## Exercise details
What you give back must match the data below character for character.

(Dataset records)
■ ■ ■ ■ ■
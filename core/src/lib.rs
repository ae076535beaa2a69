//! Synchronous client for the Maxine service-discovery registry.
//!
//! # Overview
//! Registers instances, keeps them alive with heartbeats, deregisters them,
//! and discovers healthy nodes of a service over the registry's HTTP/JSON
//! API. Each operation is exactly one blocking round-trip.
//!
//! # Design
//! - `RequestBuilder` turns typed inputs into plain-data `HttpRequest`s.
//! - A `Transport` executes them; `UreqTransport` is the default.
//! - `response::parse_*` maps each `HttpResponse` into the data model,
//!   defaulting required fields and keeping optional ones as `Option`.
//! - `MaxineClient` wires the three together and logs every failure before
//!   returning it as an `ApiError`.
//! - `NodeLifecycle` tracks one node's registration id; heartbeat timing is
//!   left to the caller.
//!
//! ```no_run
//! use maxine_client::{ClientConfig, DiscoverQuery, MaxineClient, NodeLifecycle, Registration};
//!
//! let client = MaxineClient::new(ClientConfig::from_env());
//! let mut node = NodeLifecycle::new(Registration::new("orders", "10.0.0.5", 9000));
//! node.register(&client)?;
//! node.heartbeat(&client)?;
//!
//! let peer = client.discover_lightning(&DiscoverQuery::new("billing").with_version("2.0"))?;
//! println!("billing at {}", peer.address);
//!
//! node.deregister(&client)?;
//! # Ok::<(), maxine_client::ApiError>(())
//! ```

pub mod client;
pub mod config;
pub mod error;
pub mod http;
pub mod legacy;
pub mod lifecycle;
pub mod request;
pub mod response;
pub mod transport;
pub mod types;

pub use client::MaxineClient;
pub use config::ClientConfig;
pub use error::{ApiError, Result};
pub use http::{HttpMethod, HttpRequest, HttpResponse};
pub use lifecycle::{NodeLifecycle, NodeState};
pub use request::RequestBuilder;
pub use transport::{Transport, UreqTransport};
pub use types::{
    Anomaly, DiscoverQuery, HealthScore, NodeId, Registration, Service, ServiceNode,
};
■ ■ ■ ■ ■
## Exercise solution
filename core/src/lib.rs
repository ae076535beaa2a69
//! Synchronous client for the Maxine service-discovery registry.
//!
//! # Overview
//! Registers instances, keeps them alive with heartbeats, deregisters them,
//! and discovers healthy nodes of a service over the registry's HTTP/JSON
//! API. Each operation is exactly one blocking round-trip.
//!
//! # Design
//! - `RequestBuilder` turns typed inputs into plain-data `HttpRequest`s.
//! - A `Transport` executes them; `UreqTransport` is the default.
//! - `response::parse_*` maps each `HttpResponse` into the data model,
//!   defaulting required fields and keeping optional ones as `Option`.
//! - `MaxineClient` wires the three together and logs every failure before
//!   returning it as an `ApiError`.
//! - `NodeLifecycle` tracks one node's registration id; heartbeat timing is
//!   left to the caller.
//!
//! ```no_run
//! use maxine_client::{ClientConfig, DiscoverQuery, MaxineClient, NodeLifecycle, Registration};
//!
//! let client = MaxineClient::new(ClientConfig::from_env());
//! let mut node = NodeLifecycle::new(Registration::new("orders", "10.0.0.5", 9000));
//! node.register(&client)?;
//! node.heartbeat(&client)?;
//!
//! let peer = client.discover_lightning(&DiscoverQuery::new("billing").with_version("2.0"))?;
//! println!("billing at {}", peer.address);
//!
//! node.deregister(&client)?;
//! # Ok::<(), maxine_client::ApiError>(())
//! ```

pub mod client;
pub mod config;
pub mod error;
pub mod http;
pub mod legacy;
pub mod lifecycle;
pub mod request;
pub mod response;
pub mod transport;
pub mod types;

pub use client::MaxineClient;
pub use config::ClientConfig;
pub use error::{ApiError, Result};
pub use http::{HttpMethod, HttpRequest, HttpResponse};
pub use lifecycle::{NodeLifecycle, NodeState};
pub use request::RequestBuilder;
pub use transport::{Transport, UreqTransport};
pub use types::{
    Anomaly, DiscoverQuery, HealthScore, NodeId, Registration, Service, ServiceNode,
};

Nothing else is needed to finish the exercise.